WHAT THE EXERCISE ASKS> For the records below, output each line exactly as it appears, from the first through the line with "use uuid::Uuid;".

MATERIALS PROVIDED>
//! Audit events: every mutation is recorded in an immutable sibling table
//! named `<table>_audit`, shared by one `transaction_id` per logical call.

use serde::{Deserialize, Serialize};
use serde_json::Value;
use time::OffsetDateTime;
use time::format_description::well_known::Rfc3339;
use uuid::Uuid;

/// The separator and suffix used to derive an audit table's name from its
/// source table's name. Configurable only in principle — kept as constants
/// here since every caller in this codebase uses the defaults.
pub const AUDIT_SEPARATOR: &str = "_";
pub const AUDIT_SUFFIX: &str = "audit";

#[must_use]
pub fn audit_table_name(table_name: &str) -> String {
    format!("{table_name}{AUDIT_SEPARATOR}{AUDIT_SUFFIX}")
}

/// Strip a `_audit` suffix back to the source table name, if present.
#[must_use]
pub fn audit_table_source(table_name: &str) -> Option<&str> {
    table_name.strip_suffix(&format!("{AUDIT_SEPARATOR}{AUDIT_SUFFIX}"))
}

/// Name-only check — whether `table_name` has the shape of an audit table.
/// Combine with [`looks_like_audit_event`] on a sample row for a stronger
/// content-based determination.
#[must_use]
pub fn is_audit_table_name(table_name: &str) -> bool {
    table_name.ends_with(&format!("{AUDIT_SEPARATOR}{AUDIT_SUFFIX}"))
}

#[derive(Debug, Clone, Copy, PartialEq, Eq, Serialize, Deserialize)]
#[serde(rename_all = "lowercase")]
pub enum AuditEventKind {
    Update,
    Delete,
    Restore,
    Create,
    Read,
}

impl AuditEventKind {
    #[must_use]
    pub fn as_str(self) -> &'static str {
        match self {
            Self::Update => "update",
            Self::Delete => "delete",
            Self::Restore => "restore",
            Self::Create => "create",
            Self::Read => "read",
        }
    }
}

/// One row of an audit table.
#[derive(Debug, Clone, Serialize, Deserialize)]
pub struct AuditEvent {
    pub diff: Option<Value>,
    pub previous: Option<Value>,
    pub event: String,
    pub timestamp: String,
    pub identity: Option<String>,
    pub identity_name: Option<String>,
    pub event_id: String,
    pub transaction_id: String,
    pub query: Option<String>,
    pub message: Option<String>,
}

/// Holds the identity/timestamp/transaction-id shared by every audit event
/// produced within one logical library call (e.g. one `table_update`).
pub struct AuditTransaction {
    identity: Option<String>,
    identity_name: Option<String>,
    timestamp: String,
    transaction_id: String,
    message: Option<String>,
}

impl AuditTransaction {
    #[must_use]
    pub fn new(identity: Option<String>, message: Option<String>, identity_name: Option<String>) -> Self {
        let timestamp = OffsetDateTime::now_utc()
            .format(&Rfc3339)
            .unwrap_or_else(|_| OffsetDateTime::UNIX_EPOCH.to_string());
        Self {
            identity,
            identity_name,
            timestamp,
            transaction_id: Uuid::new_v4().to_string(),
            message,
        }
    }

    #[must_use]
    pub fn transaction_id(&self) -> &str {
        &self.transaction_id
    }

    fn event(&self, diff: Option<Value>, previous: Option<Value>, kind: AuditEventKind, query: Option<String>) -> AuditEvent {
        AuditEvent {
            diff,
            previous,
            event: kind.as_str().to_string(),
            timestamp: self.timestamp.clone(),
            identity: self.identity.clone(),
            identity_name: self.identity_name.clone(),
            event_id: Uuid::new_v4().to_string(),
            transaction_id: self.transaction_id.clone(),
            query,
            message: self.message.clone(),
        }
    }

    #[must_use]
    pub fn event_update(&self, diff: Value, previous: Value, query: &str) -> AuditEvent {
        self.event(Some(diff), Some(previous), AuditEventKind::Update, Some(query.to_string()))
    }

    #[must_use]
    pub fn event_delete(&self, previous: Value, query: &str) -> AuditEvent {
        self.event(None, Some(previous), AuditEventKind::Delete, Some(query.to_string()))
    }

    #[must_use]
    pub fn event_restore(&self, diff: Value, previous: Option<Value>, query: &str) -> AuditEvent {
        self.event(Some(diff), previous, AuditEventKind::Restore, Some(query.to_string()))
    }

    #[must_use]
    pub fn event_create(&self, diff: Value) -> AuditEvent {
        self.event(Some(diff), None, AuditEventKind::Create, None)
    }

    #[must_use]
    pub fn event_read(&self, query: &str) -> AuditEvent {
        self.event(None, None, AuditEventKind::Read, Some(query.to_string()))
    }
}

/// Keys present in every audit event, used by the content probe to reject
/// rows that merely look schema-compatible by accident.
const AUDIT_EVENT_KEYS: &[&str] = &[
    "diff",
    "previous",
    "event",
    "timestamp",
    "identity",
    "identity_name",
    "event_id",
    "transaction_id",
    "query",
    "message",
];

/// Content probe: does a sample row look like it was produced by
/// [`AuditTransaction`]? Used alongside [`is_audit_table_name`] so that a
/// user table merely named `..._audit` by coincidence is not mistaken for
/// one of ours.
#[must_use]
pub fn looks_like_audit_event(row: &Value) -> bool {
    let Some(object) = row.as_object() else {
        return false;
    };
    if !object.keys().all(|key| AUDIT_EVENT_KEYS.contains(&key.as_str())) {
        return false;
    }
    let Some(event_id) = object.get("event_id").and_then(Value::as_str) else {
        return false;
    };
    let Some(transaction_id) = object.get("transaction_id").and_then(Value::as_str) else {
        return false;
    };
    if Uuid::parse_str(event_id).is_err() || Uuid::parse_str(transaction_id).is_err() {
        return false;
    }
    let known_kind = object
        .get("event")
        .and_then(Value::as_str)
        .map(|event| matches!(event, "update" | "delete" | "restore" | "create" | "read"))
        .unwrap_or(false);
    known_kind && object.get("timestamp").and_then(Value::as_str).is_some()
}

#[cfg(test)]
mod tests {
    use super::*;
    use serde_json::json;

    #[test]
    fn audit_table_name_appends_suffix() {
        assert_eq!(audit_table_name("people"), "people_audit");
    }

    #[test]
    fn audit_table_source_strips_suffix() {
        assert_eq!(audit_table_source("people_audit"), Some("people"));
        assert_eq!(audit_table_source("people"), None);
    }

    #[test]
    fn transaction_shares_one_id_across_events() {
        let tsc = AuditTransaction::new(Some("alice".into()), None, None);
        let a = tsc.event_update(json!({"a": 1}), json!({"a": 0}), "set=a&where=id=eq.1");
        let b = tsc.event_delete(json!({"a": 1}), "where=id=eq.1");
        assert_eq!(a.transaction_id, b.transaction_id);
        assert_ne!(a.event_id, b.event_id);
    }

    #[test]
    fn probe_accepts_real_event_and_rejects_plain_row() {
        let tsc = AuditTransaction::new(None, None, None);
        let event = tsc.event_read("select=a");
        let encoded = serde_json::to_value(&event).unwrap();
        assert!(looks_like_audit_event(&encoded));
        assert!(!looks_like_audit_event(&json!({"a": 1, "b": 2})));
    }
}
//! Lexing and parsing of SQURIL URI queries into [`UriQuery`].
//!
//! A query string is a sequence of `&`-separated clauses:
//!
//! ```text
//! select=a,b&where=a=eq.1&order=a.asc&range=0.10
//! ```
//!
//! `&` inside a quoted where-value does not separate clauses, so splitting
//! is quote-aware rather than a plain [`str::split`].

use crate::ast::query::UriQuery;
use crate::ast::term::{AlterTerm, OrderTerm, RangeTerm, SelectTerm, SetTerm, WhereTerm};
use crate::error::SqurilResult;

/// Parse a full SQURIL URI query against the given table name.
pub fn parse(table: impl Into<String>, uri_query: &str) -> SqurilResult<UriQuery> {
    let clauses = split_clauses(uri_query);
    let mut query = UriQuery::new(table);

    for clause in &clauses {
        if clause.as_str() == "restore" {
            query.restore = true;
        } else if let Some(rest) = clause.strip_prefix("select=") {
            for term in split_terms(rest) {
                query.select.push(SelectTerm::parse(&term)?);
            }
        } else if let Some(rest) = clause.strip_prefix("where=") {
            for term in split_terms(rest) {
                query.where_.push(WhereTerm::parse(&term)?);
            }
        } else if let Some(rest) = clause.strip_prefix("order=") {
            for term in split_terms(rest) {
                query.order.push(OrderTerm::parse(&term)?);
            }
        } else if let Some(rest) = clause.strip_prefix("range=") {
            if let Some(term) = split_terms(rest).into_iter().next() {
                query.range = Some(RangeTerm::parse(&term)?);
            }
        } else if let Some(rest) = clause.strip_prefix("set=") {
            for term in split_terms(rest) {
                query.set.push(SetTerm::parse(&term)?);
            }
        } else if let Some(rest) = clause.strip_prefix("group_by=") {
            for term in split_terms(rest) {
                query.group_by.push(SelectTerm::parse_plain(&term)?);
            }
        } else if let Some(rest) = clause.strip_prefix("alter=") {
            query.alter = Some(AlterTerm::parse(rest)?);
        } else if let Some(rest) = clause.strip_prefix("message=") {
            query.message = Some(percent_decode(rest));
        } else if let Some(rest) = clause.strip_prefix("primary_key=") {
            query.primary_key = rest.split('.').map(str::to_string).collect();
        }
    }

    query.validate()?;
    Ok(query)
}

/// Split a query string on `&`, treating everything between an opening and
/// closing single quote as opaque (so a literal `&` inside a where-value
/// survives intact).
fn split_clauses(uri_query: &str) -> Vec<String> {
    let mut parts = Vec::new();
    let mut current = String::new();
    let mut is_quoted = false;
    let mut prev = None;
    for ch in uri_query.chars() {
        if ch == '\'' && prev != Some('\\') {
            is_quoted = !is_quoted;
        }
        if ch == '&' && !is_quoted {
            parts.push(std::mem::take(&mut current));
        } else {
            current.push(ch);
        }
        prev = Some(ch);
    }
    if !current.is_empty() {
        parts.push(current);
    }
    parts
}

/// Split a clause's body on `,`, treating `[...]` and quoted spans as
/// opaque so a sub-selection list or a comma inside a quoted value does not
/// get split into separate terms.
fn split_terms(clause_body: &str) -> Vec<String> {
    let mut parts = Vec::new();
    let mut current = String::new();
    let mut bracket_depth = 0u32;
    let mut is_quoted = false;
    let mut prev = None;
    for ch in clause_body.chars() {
        if ch == '\'' && prev != Some('\\') {
            is_quoted = !is_quoted;
        }
        if !is_quoted {
            match ch {
                '[' => bracket_depth += 1,
                ']' => bracket_depth = bracket_depth.saturating_sub(1),
                _ => {}
            }
        }
        if ch == ',' && bracket_depth == 0 && !is_quoted {
            parts.push(std::mem::take(&mut current));
        } else {
            current.push(ch);
        }
        prev = Some(ch);
    }
    if !current.is_empty() {
        parts.push(current);
    }
    parts
}

fn percent_decode(raw: &str) -> String {
    percent_encoding::percent_decode_str(raw)
        .decode_utf8_lossy()
        .into_owned()
}

#[cfg(test)]
mod tests {
    use super::*;

    #[test]
    fn parses_select_and_where() {
        let query = parse("t", "select=a,b&where=a=eq.1").unwrap();
        assert_eq!(query.select.len(), 2);
        assert_eq!(query.where_.len(), 1);
    }

    #[test]
    fn ampersand_inside_quotes_does_not_split_clauses() {
        let query = parse("t", "where=a=eq.'x&y'&order=a.asc").unwrap();
        assert_eq!(query.where_.len(), 1);
        assert_eq!(query.where_[0].value, "x&y");
        assert_eq!(query.order.len(), 1);
    }

    #[test]
    fn comma_inside_brackets_does_not_split_terms() {
        let query = parse("t", "select=a[0|h,s],b").unwrap();
        assert_eq!(query.select.len(), 2);
    }

    #[test]
    fn detects_restore_flag() {
        let query = parse("t", "restore&where=transaction_id=eq.abc&primary_key=id").unwrap();
        assert!(query.restore);
        assert_eq!(query.primary_key, vec!["id".to_string()]);
    }

    #[test]
    fn rejects_group_by_not_in_select() {
        let err = parse("t", "select=a&group_by=b").unwrap_err();
        assert!(err.to_string().contains("group_by"));
    }

    #[test]
    fn decodes_message() {
        let query = parse("t", "message=hello%20world").unwrap();
        assert_eq!(query.message.as_deref(), Some("hello world"));
    }
}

RESULT OF THIS EXERCISE>
//! Audit events: every mutation is recorded in an immutable sibling table
//! named `<table>_audit`, shared by one `transaction_id` per logical call.

use serde::{Deserialize, Serialize};
use serde_json::Value;
use time::OffsetDateTime;
use time::format_description::well_known::Rfc3339;
use uuid::Uuid;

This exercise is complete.